That is fantistic! I have always been impressed with the artistry in lathe work.

George


----------



## Brink (Nov 22, 2010)

Just beautiful!


----------



## Glidden (Dec 2, 2010)

I really like the look of the staves, beautiful wood you have there. I'm still trying to build my courage up to try a staved vessle, just haven't had the nerve to work on it yet.


----------



## Manuka Jock (Jun 27, 2011)

A beautiful work of art , congratulations .


----------



## txpaulie (Jul 21, 2010)

Your skills remind me that I may, one day, turn something so beautiful.

Truly awesome.

p


----------



## Bill Wyko (Feb 25, 2011)

Thanks very much everyone. For calculating the angles for a staved turning, I use the charts in Malcolm Tibbetts book on segmented turning. Probably the most advanced book on segmenting there is. Truly a must have book. I plan on making a similar one to this for a contest I'll be entering. I'll keep my fingers crosse:thumbsup:d.


----------



## Bill Wyko (Feb 25, 2011)

If any of you want to try a staved turning, I recommend picking up Malcolm Tibbetts book. There's a section in the back that gives you almost any angle and number of staves you might want to try. In addition, if I can be of any help, let me know. Malcolms book is almost like taking a college course in advanced segmented turning. He really goes into detail on many techniques.


----------



## jlord (Feb 1, 2010)

That's an excellent piece!! I have Malcolm's book & it does have lots of info on segmenting.


----------



## ACP (Jan 24, 2009)

That is simply stunning.


----------



## firehawkmph (Apr 26, 2008)

Beautiful piece as always Bill. Always enjoy seeing your work.
Mike Hawkins


----------



## BigJim (Sep 2, 2008)

My stars, that is a masterpiece!!! Absolutely beautiful.


----------



## Kenbo (Sep 16, 2008)

Man, I'm glad I clicked on this thread. Very impressive to say the least. Thanks for sharing this one.


----------



## Bill Wyko (Feb 25, 2011)

You guys are too kind. Thank you very much. I'm starting on another one similar to this one. I'll be putting it in a contest called beauty & the beast. It will be the beauty end of it. I'll get back to you on the beast.:thumbsup:


----------



## duncsuss (Aug 21, 2009)

Bill Wyko said:


> I'll get back to you on the beast.:thumbsup:


Will they accept a team entry? You've got the beauty end of it covered superbly, but I can definitely save you some effort for the other ...


----------



## don716 (Mar 1, 2008)

"Beautiful". You have some major talent. Care to send some my way?:yes: Thanks for sharing.....


----------



## Shop Dad (May 3, 2011)

*Stunning*

Bill, this is exceptional work, inside and out. Thanks for sharing and inspiring. :smile:


----------



## Bill Wyko (Feb 25, 2011)

duncsuss said:


> Will they accept a team entry? You've got the beauty end of it covered superbly, but I can definitely save you some effort for the other ...


 
LMAO. If anyone is interested in being in the contest PM me. :thumbsup:


----------



## woodnthings (Jan 24, 2009)

*Bill I got his book*



Bill Wyko said:


> Thanks very much everyone. For calculating the angles for a staved turning, I use the charts in Malcolm Tibbetts book on segmented turning. Probably the most advanced book on segmenting there is. Truly a must have book. I plan on making a similar one to this for a contest I'll be entering. I'll keep my fingers crosse:thumbsup:d.

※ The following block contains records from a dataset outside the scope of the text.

use glam::{DMat3, DVec3, DVec4};

use crate::{
    cell::Cell,
    config::{BuildOptions, ExteriorBasis},
    error::BuildError,
    geometry::Tetrahedron,
    vertex::Vertex,
};

/// Fill in the basis of every cell. Exterior cells whose cubic collapses are
/// turned into [`Cell::ExteriorDegenerate`].
pub(crate) fn compute_matrices(
    vertices: &[Vertex],
    cells: &mut [Cell],
    options: &BuildOptions,
) -> Result<(), BuildError> {
    let mut degenerate = 0;

    for (index, cell) in cells.iter_mut().enumerate() {
        let replacement = match cell {
            Cell::Interior(interior) => {
                let positions = interior.vertices.map(|v| vertices[v].position);
                interior.matrix = interior_matrix(positions, options.degenerate_tolerance)
                    .map_err(|determinant| {
                        tracing::warn!(cell = index, determinant, "singular interior cell");
                        BuildError::DegenerateCell {
                            cell: index,
                            determinant,
                        }
                    })?;
                None
            }
            Cell::Exterior(exterior) | Cell::ExteriorDegenerate(exterior) => {
                let positions = exterior.vertices.map(|v| vertices[v].position);
                let normals = exterior.vertices.map(|v| vertices[v].normal);
                let basis = exterior_matrix(
                    positions,
                    normals,
                    options.exterior_basis,
                    options.exterior_epsilon,
                );

                exterior.matrix = basis.matrix;
                exterior.offset = basis.offset;

                Some(if basis.degenerate {
                    degenerate += 1;
                    Cell::ExteriorDegenerate(*exterior)
                } else {
                    Cell::Exterior(*exterior)
                })
            }
        };

        if let Some(replacement) = replacement {
            *cell = replacement;
        }
    }

    if degenerate > 0 {
        tracing::debug!(degenerate, "exterior cells fall back to a quadratic");
    }

    Ok(())
}

/// Inverse of `columns(p0-p3, p1-p3, p2-p3)`, or the determinant when the
/// basis is too close to singular to invert.
pub(crate) fn interior_matrix(positions: [DVec3; 4], tolerance: f64) -> Result<DMat3, f64> {
    let basis = Tetrahedron::new(positions).basis();
    let determinant = basis.determinant();
    let scale = basis.x_axis.length() * basis.y_axis.length() * basis.z_axis.length();

    // negated so NaN is rejected too
    if !(determinant.abs() > tolerance * scale) {
        return Err(determinant);
    }

    Ok(basis.inverse())
}

#[derive(Debug, Clone, Copy, PartialEq)]
pub(crate) struct ExteriorMatrix {
    pub matrix: DMat3,
    pub offset: DVec3,
    pub degenerate: bool,
}

/// Basis of the region beyond a hull triangle.
///
/// A point `x` lies on the triangle swept out along the probe normals,
/// `pᵢ + t·nᵢ`, when `det(A + t·A', B + t·B', x - p₂ + t·C') = 0`. Expanding in
/// `t` gives a cubic whose coefficients are affine in `x`. The three
/// coefficient rows `[x, y, z, 1]` for `t²`, `t` and `1` are normalized by the
/// `t³` coefficient unless it vanishes.
pub(crate) fn exterior_matrix(
    positions: [DVec3; 3],
    normals: [DVec3; 3],
    basis: ExteriorBasis,
    epsilon: f64,
) -> ExteriorMatrix {
    let [p0, p1, p2] = positions;
    let [n0, n1, n2] = normals;

    let (a, ap, b, bp) = match basis {
        ExteriorBasis::Corrected => (p0 - p2, n0 - n2, p1 - p2, n1 - n2),
        ExteriorBasis::Legacy => (p1 - p2, n1 - n2, DVec3::ZERO, DVec3::ZERO),
    };
    let cp = -n2;

    let square = ap.cross(bp);
    let linear = a.cross(bp) + ap.cross(b);
    let constant = a.cross(b);

    let rows = [
        square.extend(linear.dot(cp) - p2.dot(square)),
        linear.extend(constant.dot(cp) - p2.dot(linear)),
        constant.extend(-p2.dot(constant)),
    ];

    let leading = square.dot(cp);
    let degenerate = !(leading.abs() > epsilon);

    let rows = if degenerate {
        rows
    } else {
        rows.map(|row| row / leading)
    };

    let (matrix, offset) = pack(rows);

    ExteriorMatrix {
        matrix,
        offset,
        degenerate,
    }
}

/// Store rows `[p, q, r]` in the transposed layout the runtime reads: with
/// `m[3j + i]` the entry of row `i` and column `j`, the matrix columns are
/// `(m0, m4, m8)`, `(m1, m5, m9)`, `(m2, m6, m10)` and the offset is
/// `(m3, m7, m11)`.
fn pack(rows: [DVec4; 3]) -> (DMat3, DVec3) {
    let m: [f64; 12] = std::array::from_fn(|k| rows[k % 3][k / 3]);

    let matrix = DMat3::from_cols_array(&[m[0], m[4], m[8], m[1], m[5], m[9], m[2], m[6], m[10]]);
    let offset = DVec3::new(m[3], m[7], m[11]);

    (matrix, offset)
}

// =============================================================================

#[cfg(test)]
mod test {
    use super::*;
    use crate::cell::ExteriorCell;

    fn triangle() -> [DVec3; 3] {
        [
            DVec3::new(0.0, 0.0, 0.0),
            DVec3::new(1.0, 0.0, 0.0),
            DVec3::new(0.0, 1.0, 0.0),
        ]
    }

    fn cell_with(basis: ExteriorMatrix) -> ExteriorCell {
        let mut cell = ExteriorCell::new([0, 1, 2], 0);
        cell.matrix = basis.matrix;
        cell.offset = basis.offset;
        cell
    }

    fn cubic(coefficients: DVec3, t: f64) -> f64 {
        t * t * t + coefficients.x * t * t + coefficients.y * t + coefficients.z
    }

    #[test]
    fn test_interior_inverse() {
        let positions = [
            DVec3::new(0.0, 0.0, 0.0),
            DVec3::new(1.0, 0.0, 0.0),
            DVec3::new(0.0, 1.0, 0.0),
            DVec3::new(0.0, 0.0, 1.0),
        ];

        let inverse = interior_matrix(positions, 1e-10).unwrap();
        let basis = Tetrahedron::new(positions).basis();
        assert!((inverse * basis).abs_diff_eq(DMat3::IDENTITY, 1e-12));

        // the first corner maps to (1, 0, 0)
        let uvw = inverse * (positions[0] - positions[3]);
        assert!(uvw.abs_diff_eq(DVec3::X, 1e-12));
    }

    #[test]
    fn test_interior_singular() {
        let flat = [
            DVec3::new(0.0, 0.0, 0.0),
            DVec3::new(1.0, 0.0, 0.0),
            DVec3::new(0.0, 1.0, 0.0),
            DVec3::new(1.0, 1.0, 0.0),
        ];

        assert_eq!(interior_matrix(flat, 1e-10), Err(0.0));

        let sliver = [
            DVec3::new(0.0, 0.0, 0.0),
            DVec3::new(1.0, 0.0, 0.0),
            DVec3::new(0.0, 1.0, 0.0),
            DVec3::new(1.0, 1.0, 1e-14),
        ];
        assert!(interior_matrix(sliver, 1e-10).is_err());
        assert!(interior_matrix(sliver, 0.0).is_ok());
    }

    #[test]
    fn test_cubic_root_recovers_sweep() {
        let positions = triangle();
        let normals = [
            DVec3::new(-0.5, -0.5, 1.0).normalize(),
            DVec3::new(0.7, -0.2, 1.0).normalize(),
            DVec3::new(-0.1, 0.6, 1.0).normalize(),
        ];

        let basis = exterior_matrix(positions, normals, ExteriorBasis::Corrected, 1e-6);
        assert!(!basis.degenerate);
        let cell = cell_with(basis);

        let weights = [0.2, 0.3, 0.5];
        for t in [0.0, 0.25, 0.8, 3.0] {
            let point: DVec3 = (0..3)
                .map(|i| weights[i] * (positions[i] + t * normals[i]))
                .sum();

            let residual = cubic(cell.polynomial(point), t);
            assert!(residual.abs() < 1e-9, "t = {t}, residual = {residual}");
        }
    }

    #[test]
    fn test_parallel_normals_degenerate() {
        let normals = [DVec3::Z; 3];

        let basis = exterior_matrix(triangle(), normals, ExteriorBasis::Corrected, 1e-6);
        assert!(basis.degenerate);

        // straight extrusion: -t + z = 0
        let coefficients = cell_with(basis).polynomial(DVec3::new(0.2, 0.2, 1.5));
        assert!(coefficients.abs_diff_eq(DVec3::new(0.0, -1.0, 1.5), 1e-12));
    }

    #[test]
    fn test_legacy_basis_collapses() {
        let normals = [
            DVec3::new(-0.5, -0.5, 1.0).normalize(),
            DVec3::new(0.7, -0.2, 1.0).normalize(),
            DVec3::new(-0.1, 0.6, 1.0).normalize(),
        ];

        let basis = exterior_matrix(triangle(), normals, ExteriorBasis::Legacy, 1e-6);
        assert!(basis.degenerate);
        assert_eq!(basis.matrix, DMat3::ZERO);
        assert_eq!(basis.offset, DVec3::ZERO);
    }
}
//! Per-subscriber mailbox
//!
//! A mailbox is a bounded FIFO of frames. The hub holds the sending half
//! ([`MailboxHandle`]) while the subscriber is registered; the transport
//! adapter drains the receiving half ([`Mailbox`]).

use std::fmt;
use std::sync::atomic::{AtomicU64, Ordering};

use tokio::sync::mpsc;

use crate::protocol::Frame;

static NEXT_MAILBOX_ID: AtomicU64 = AtomicU64::new(1);

/// Identifies one mailbox
///
/// Ids are unique across every hub in the process, so a handle created by
/// one hub can be registered with another without colliding.
#[derive(Debug, Clone, Copy, PartialEq, Eq, Hash, PartialOrd, Ord)]
pub struct MailboxId(pub(crate) u64);

impl MailboxId {
    pub(crate) fn next() -> Self {
        MailboxId(NEXT_MAILBOX_ID.fetch_add(1, Ordering::Relaxed))
    }

    pub fn as_u64(&self) -> u64 {
        self.0
    }
}

impl fmt::Display for MailboxId {
    fn fmt(&self, f: &mut fmt::Formatter<'_>) -> fmt::Result {
        write!(f, "{}", self.0)
    }
}

/// Sending half of a mailbox, owned by the hub once registered
///
/// Not `Clone`: a handle can only be registered once.
#[derive(Debug)]
pub struct MailboxHandle {
    id: MailboxId,
    tx: mpsc::Sender<Frame>,
}

impl MailboxHandle {
    pub fn id(&self) -> MailboxId {
        self.id
    }

    /// Wait for room, then enqueue
    pub(crate) async fn deliver(&self, frame: Frame) -> Result<(), mpsc::error::SendError<Frame>> {
        self.tx.send(frame).await
    }

    /// Enqueue only if there is room
    pub(crate) fn try_deliver(&self, frame: Frame) -> Result<(), mpsc::error::TrySendError<Frame>> {
        self.tx.try_send(frame)
    }
}

/// Receiving half of a mailbox
#[derive(Debug)]
pub struct Mailbox {
    id: MailboxId,
    capacity: usize,
    rx: mpsc::Receiver<Frame>,
}

impl Mailbox {
    /// Create a connected handle/mailbox pair with a fixed capacity
    pub(crate) fn channel(id: MailboxId, capacity: usize) -> (MailboxHandle, Mailbox) {
        let capacity = capacity.max(1);
        let (tx, rx) = mpsc::channel(capacity);
        (
            MailboxHandle { id, tx },
            Mailbox { id, capacity, rx },
        )
    }

    pub fn id(&self) -> MailboxId {
        self.id
    }

    /// Capacity chosen at creation
    pub fn capacity(&self) -> usize {
        self.capacity
    }

    /// Next frame in publish order
    ///
    /// Returns `None` once the hub has released the mailbox (unregister or
    /// shutdown) and every queued frame was taken.
    pub async fn recv(&mut self) -> Option<Frame> {
        self.rx.recv().await
    }

    /// Take a queued frame without waiting
    pub fn try_recv(&mut self) -> Option<Frame> {
        self.rx.try_recv().ok()
    }

    /// Number of frames waiting
    pub fn len(&self) -> usize {
        self.rx.len()
    }

    pub fn is_empty(&self) -> bool {
        self.rx.is_empty()
    }
}
//! Event frame encoder
//!
//! Every payload shape is first reduced to a data text `D`, then framed the
//! same way:
//!
//! ```text
//! event:{name}\n          (only when the event name is non-empty)
//! data:{line 1}\n
//! data:{line 2}\n          (one data: line per \n-separated line of D)
//! ...
//! data:{line k+1}\n\n
//! ```
//!
//! An empty `D` is written as the bare token `data\n\n`.
//!
//! Every entry point accepts an event `id`. It is carried through the API
//! but not written to the frame.
//!
//! Event names must be a single line. A name containing `\n` or `\r` would
//! be written as-is and start extra fields; debug builds panic on it.

use bytes::{BufMut, BytesMut};
use serde::Serialize;

use super::constants::{DATA_FIELD, EVENT_PREFIX, FRAME_TERMINATOR, LF, MAX_INT_LEN};
use super::frame::Frame;
use super::json::to_json;
use crate::error::EncodingError;

/// Payload shapes that always encode successfully
#[derive(Debug, Clone, Copy, PartialEq, Eq)]
pub enum Data<'a> {
    /// UTF-8 text
    Text(&'a str),
    /// Raw bytes, written as-is
    Binary(&'a [u8]),
    /// Signed integer in decimal
    Int(i64),
    /// Unsigned integer in decimal
    Uint(u64),
}

impl<'a> From<&'a str> for Data<'a> {
    fn from(s: &'a str) -> Self {
        Data::Text(s)
    }
}

impl<'a> From<&'a String> for Data<'a> {
    fn from(s: &'a String) -> Self {
        Data::Text(s.as_str())
    }
}

impl<'a> From<&'a [u8]> for Data<'a> {
    fn from(b: &'a [u8]) -> Self {
        Data::Binary(b)
    }
}

impl From<i64> for Data<'_> {
    fn from(v: i64) -> Self {
        Data::Int(v)
    }
}

impl From<u64> for Data<'_> {
    fn from(v: u64) -> Self {
        Data::Uint(v)
    }
}

/// Encode an event with the given data
pub fn encode(id: &str, event: &str, data: Data<'_>) -> Frame {
    match data {
        Data::Text(s) => encode_bytes(id, event, s.as_bytes()),
        Data::Binary(b) => encode_bytes(id, event, b),
        Data::Int(v) => encode_int(id, event, v),
        Data::Uint(v) => encode_uint(id, event, v),
    }
}

/// Encode an event whose data is a string
pub fn encode_str(id: &str, event: &str, data: &str) -> Frame {
    encode_bytes(id, event, data.as_bytes())
}

/// Encode an event whose data is a byte slice interpreted as text
pub fn encode_bytes(_id: &str, event: &str, data: &[u8]) -> Frame {
    let mut buf = BytesMut::with_capacity(frame_len(event, data));
    put_event(&mut buf, event);
    put_data(&mut buf, data);
    Frame::from_bytes(buf.freeze())
}

/// Encode an event whose data is a signed integer
pub fn encode_int(id: &str, event: &str, data: i64) -> Frame {
    let mut digits = [0u8; MAX_INT_LEN];
    let start = format_int(data, &mut digits);
    encode_bytes(id, event, &digits[start..])
}

/// Encode an event whose data is an unsigned integer
pub fn encode_uint(id: &str, event: &str, data: u64) -> Frame {
    let mut digits = [0u8; MAX_INT_LEN];
    let start = format_uint(data, &mut digits);
    encode_bytes(id, event, &digits[start..])
}

/// Encode an event whose data is `value` serialized as compact JSON
///
/// Fails if the value cannot be represented as JSON (for example NaN);
/// no frame is produced in that case.
pub fn encode_json<T>(id: &str, event: &str, value: &T) -> Result<Frame, EncodingError>
where
    T: ?Sized + Serialize,
{
    let json = to_json(value)?;
    Ok(encode_bytes(id, event, &json))
}

/// Exact encoded length, so the frame is built in a single allocation
fn frame_len(event: &str, data: &[u8]) -> usize {
    let mut len = DATA_FIELD.len() + FRAME_TERMINATOR.len();
    if !event.is_empty() {
        len += EVENT_PREFIX.len() + event.len() + 1;
    }
    if !data.is_empty() {
        let breaks = data.iter().filter(|&&b| b == LF).count();
        // ":" before the first line, "\ndata:" replaces every break
        len += 1 + data.len() + breaks * (DATA_FIELD.len() + 1);
    }
    len
}

fn put_event(buf: &mut BytesMut, event: &str) {
    if event.is_empty() {
        return;
    }
    debug_assert!(
        !event.contains(&['\n', '\r'][..]),
        "event name must be a single line: {:?}",
        event
    );
    buf.put_slice(EVENT_PREFIX);
    buf.put_slice(event.as_bytes());
    buf.put_u8(LF);
}

fn put_data(buf: &mut BytesMut, data: &[u8]) {
    buf.put_slice(DATA_FIELD);
    if !data.is_empty() {
        for (i, line) in data.split(|&b| b == LF).enumerate() {
            if i > 0 {
                buf.put_u8(LF);
                buf.put_slice(DATA_FIELD);
            }
            buf.put_u8(b':');
            buf.put_slice(line);
        }
    }
    buf.put_slice(FRAME_TERMINATOR);
}

/// Write the decimal digits of `v` right-aligned into `out`, returning the start index
fn format_uint(mut v: u64, out: &mut [u8; MAX_INT_LEN]) -> usize {
    let mut pos = MAX_INT_LEN;
    loop {
        pos -= 1;
        out[pos] = b'0' + (v % 10) as u8;
        v /= 10;
        if v == 0 {
            return pos;
        }
    }
}

fn format_int(v: i64, out: &mut [u8; MAX_INT_LEN]) -> usize {
    // unsigned_abs covers i64::MIN
    let mut pos = format_uint(v.unsigned_abs(), out);
    if v < 0 {
        pos -= 1;
        out[pos] = b'-';
    }
    pos
}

I'm not a "turner" although I have an old 13" South Bend metal lathe and have made some chips with it. I give you guys big creds for being able to turn all the beautiful woods, opposing grains, weird materials etc...an no chip out. :thumbsup:
The book is fabulous and contains tip on woodworking in general and for segmented trun specifically. I recommend it to anyone intertested in woodworking just to broaden their knowledge base.....Thanks a lot for bringing it to my attention. :yes: bill


----------



## bmapple123 (Jan 29, 2012)

where do you buy your inlace, just curious?


----------



## dancarver (Dec 3, 2011)

Very nice:thumbup:


----------